Our nurses station thermostats are not computerized. The floor staff have full control which is a problem. We have one nurse in particular who is always cold. She comes to work wearing longjohns and a sweater. She turns the thermostat to 80 all the time.

Here's what I suggest you do. First, call maintenance to find out if your thermostat is on a computer control. Next, discuss with the floor supervisor what would be the optimum setpoint for the thermostat to be set at, this is usually between 70 to 72. Have your supervisor contact maintenance to have the thermostat set at that temperature and ask them to not change it up or down without the floor supervisor's permission. Then have him/her email and talk to the floor staff informing them of the decision. You cannot please everyone on the floor temperature wise but it's best to find a middle ground. Example, ER waiting area is kept between 70 to 72. Some patients are hot, some are cold, some are comfortable, but you'll never please everyone.

Specializes in med-surg.

Thanks for the great tips SailorDave. I hope you heal well.

Some minor problems. Call bells and telephones. If a call bell or telephone is broken and you replace it with one from an empty room, please send a mainenance request letting us know it's broken and where the broken one is located. Too often they're left in clean or soiled utility rooms or desk drawers. We only have a limited number of call bells. This is even worse when it comes to soft touch call bells. We try to keep them in a central location in maintenance. When we run out and there's a patient in need we have to search all the floors until we find one stored away on the floor.

What I like most about computerized thermostats is we can set a minimum and maximum temperature and give the staff control of the thermostat. In one office we have the minimum at 68 and maximum at 76. No matter how high or low they set the thermostat it will not get any lower or higher than those two settings. We have problems with day crew setting the thermostat at 60. Because it's a wide open area it takes time to drop the temperature that low. By then the shift has changed. The evening shift gets too cold and raises it up to 80 and the cycle is repeated all over again. Being able to set the minimum and maximum setpoints ends the cycle and reduces utility usage.

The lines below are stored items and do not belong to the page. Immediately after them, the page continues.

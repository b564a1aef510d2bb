//! Track records in the `tracks` table

use crate::StorageError;
use explayer_core::types::{Track, TrackId};
use sqlx::sqlite::SqliteRow;
use sqlx::{Row, SqlitePool};

type Result<T> = std::result::Result<T, StorageError>;

/// Insert a track, or replace its fields if the id already exists
///
/// The original import timestamp is kept on replace.
pub async fn upsert(pool: &SqlitePool, track: &Track) -> Result<()> {
    let now = chrono::Utc::now().timestamp();

    sqlx::query(
        "INSERT INTO tracks (id, title, artist, data, duration, imported_at)
         VALUES (?, ?, ?, ?, ?, ?)
         ON CONFLICT(id)
         DO UPDATE SET
            title = excluded.title,
            artist = excluded.artist,
            data = excluded.data,
            duration = excluded.duration",
    )
    .bind(&track.id)
    .bind(&track.title)
    .bind(&track.artist)
    .bind(&track.data[..])
    .bind(track.duration)
    .bind(now)
    .execute(pool)
    .await?;

    Ok(())
}

/// Get all tracks, ordered by id
pub async fn get_all(pool: &SqlitePool) -> Result<Vec<Track>> {
    let rows = sqlx::query("SELECT id, title, artist, data, duration FROM tracks ORDER BY id")
        .fetch_all(pool)
        .await?;

    rows.iter().map(track_from_row).collect()
}

/// Get a track by id
pub async fn get_by_id(pool: &SqlitePool, id: &TrackId) -> Result<Option<Track>> {
    let row = sqlx::query("SELECT id, title, artist, data, duration FROM tracks WHERE id = ?")
        .bind(id)
        .fetch_optional(pool)
        .await?;

    row.as_ref().map(track_from_row).transpose()
}

/// Delete a track
///
/// Returns `Ok(false)` if no track had that id.
pub async fn delete(pool: &SqlitePool, id: &TrackId) -> Result<bool> {
    let result = sqlx::query("DELETE FROM tracks WHERE id = ?")
        .bind(id)
        .execute(pool)
        .await?;

    Ok(result.rows_affected() > 0)
}

/// Number of stored tracks
pub async fn count(pool: &SqlitePool) -> Result<i64> {
    let row = sqlx::query("SELECT COUNT(*) AS n FROM tracks")
        .fetch_one(pool)
        .await?;

    Ok(row.try_get("n")?)
}

fn track_from_row(row: &SqliteRow) -> Result<Track> {
    let data: Vec<u8> = row.try_get("data")?;
    let mut track = Track::with_id(
        row.try_get::<TrackId, _>("id")?,
        row.try_get::<String, _>("title")?,
        row.try_get::<String, _>("artist")?,
        data,
    );
    track.duration = row.try_get("duration")?;
    Ok(track)
}
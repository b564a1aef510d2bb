/// Reading files from disk for import
use crate::error::{CliError, Result};
use explayer_playback::ImportFile;
use std::path::Path;

/// Read a file and tag it with the media type guessed from its extension
pub async fn read_import_file(path: &Path) -> Result<ImportFile> {
    let data = tokio::fs::read(path).await.map_err(|source| CliError::ReadFile {
        path: path.display().to_string(),
        source,
    })?;

    let name = path
        .file_name()
        .map_or_else(|| path.display().to_string(), |n| n.to_string_lossy().into_owned());

    Ok(ImportFile::new(name, media_type(path), data))
}

/// Media type for a path, `application/octet-stream` when unknown
pub fn media_type(path: &Path) -> String {
    mime_guess::from_path(path).first_or_octet_stream().to_string()
}
//! Player
//!
//! Coordinates the playlist model, the transport, the durable track store and
//! the session cache so they never drift apart:
//!
//! - track additions and removals reach the track store first; the in-memory
//!   change only happens once the store acknowledged it
//! - every change to playlist, favorites or transport state is mirrored to the
//!   session cache right after it is applied
//! - on startup the playlist comes from the track store and the last transport
//!   state and favorites are overlaid from the cache

use crate::error::{PlaybackError, Result};
use crate::events::PlayerEvent;
use crate::import::{ImportFailure, ImportFile, ImportSummary};
use crate::output::MediaOutput;
use crate::playlist::PlaylistModel;
use crate::transport::{EndOfTrack, Transport};
use crate::types::{PlaybackStatus, PlayerConfig};
use crate::volume::Volume;
use bytes::Bytes;
use explayer_core::{format_time, PlaybackSnapshot, RepeatMode, Track, TrackId, TrackStore};
use explayer_storage::SessionCache;
use std::collections::HashMap;
use std::sync::Arc;
use std::time::Duration;

/// The application-state object handed to every UI handler
pub struct Player {
    store: Arc<dyn TrackStore>,
    cache: SessionCache,
    playlist: PlaylistModel,
    transport: Transport,
    config: PlayerConfig,

    // Last snapshot written to the cache, consulted when a track is loaded
    saved: Option<PlaybackSnapshot>,

    // Position at the last save, for throttling position ticks
    last_position_save: f64,

    // Event queue for UI synchronization
    pending_events: Vec<PlayerEvent>,
}
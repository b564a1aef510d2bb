/// Track domain type
use crate::types::TrackId;
use bytes::Bytes;
use serde::{Deserialize, Serialize};
use std::time::Duration;

/// Artist assigned to imported files
pub const UNKNOWN_ARTIST: &str = "Unknown";

/// Imported audio track
///
/// The payload is the raw, still-encoded file content. It is not part of the
/// serialized form: cache records carry metadata only, the payload lives in
/// the track store.
#[derive(Debug, Clone, PartialEq, Serialize, Deserialize)]
pub struct Track {
    /// Unique track identifier
    pub id: TrackId,

    /// Track title
    pub title: String,

    /// Artist name
    pub artist: String,

    /// Encoded audio payload
    #[serde(skip)]
    pub data: Bytes,

    /// Duration in seconds, 0 until the media metadata has been read
    #[serde(default)]
    pub duration: f64,
}

impl Track {
    /// Create a new track with a fresh id and unknown duration
    pub fn new(title: impl Into<String>, artist: impl Into<String>, data: impl Into<Bytes>) -> Self {
        Self::with_id(TrackId::generate(), title, artist, data)
    }

    /// Create a track with an explicit id
    pub fn with_id(
        id: TrackId,
        title: impl Into<String>,
        artist: impl Into<String>,
        data: impl Into<Bytes>,
    ) -> Self {
        Self {
            id,
            title: title.into(),
            artist: artist.into(),
            data: data.into(),
            duration: 0.0,
        }
    }

    /// Create a track for an imported file
    ///
    /// The title is the file name without its extension, the artist is
    /// [`UNKNOWN_ARTIST`].
    pub fn from_file(file_name: &str, data: impl Into<Bytes>) -> Self {
        Self::new(title_from_file_name(file_name), UNKNOWN_ARTIST, data)
    }

    /// Get the track duration, `None` while unknown
    pub fn duration(&self) -> Option<Duration> {
        if self.duration.is_finite() && self.duration > 0.0 {
            Some(Duration::from_secs_f64(self.duration))
        } else {
            None
        }
    }

    /// Set the track duration
    pub fn set_duration(&mut self, duration: Duration) {
        self.duration = duration.as_secs_f64();
    }
}

/// Strip the last extension from a file name
///
/// Only a trailing `.ext` where `ext` is non-empty and contains neither `.`
/// nor `/` is removed, so `"a.tar.gz"` becomes `"a.tar"` and `"notes."` is kept.
pub fn title_from_file_name(file_name: &str) -> &str {
    match file_name.rsplit_once('.') {
        Some((stem, ext)) if !ext.is_empty() && !ext.contains('/') => stem,
        _ => file_name,
    }
}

Something else that's bothered me and this comes from being a former patient and my wife being a former patient. It would be nice if after 9 or 10pm the floors staff would turn off most of the lights down the wing and lower their voices. Try to imagine you're sleeping and someone suddenly throws on all the lights in your eyes. You're already stressed from surgery and worries and are trying to rest and this happens. I know you have to make checks on patients but if the lights are out in the hall and you step into the room, announce yourself quietly, and warn the patient before turning on some lights it would be easier on everyone in the room.

Hi sailordave and welcome!:D

Funny stories - it is good to vent. I agree with Steve though - careful with the names . . . .:coollook:

We really appreciate our maintenance guys . . . . :bow:

steph

New guy got a trouble call. Request said, "water level in toilet is too high". He goes up to the room with a plunger and found nothing wrong with the patient's toilet. He asked the old man in the bed what was wrong with the toilet. Old man said, "every time I sit on the throne my jewels hit the water"

One night my pager went off and the nurse said for me to bring them a new call bell because they had a code brown. I discovered what a code brown was before I even got to the room. I handed her the new call bell. She held up the old call bell covered in fecces and asked what to do with the old one;...told her to red bag it.

Helpful hint,...Vicks inhaler. I keep it in my desk drawer. I use it to get bad odors out my nose. Don't like the smell of Vicks but I hate the smell of rotting flesh and fecces even more. It works instantly.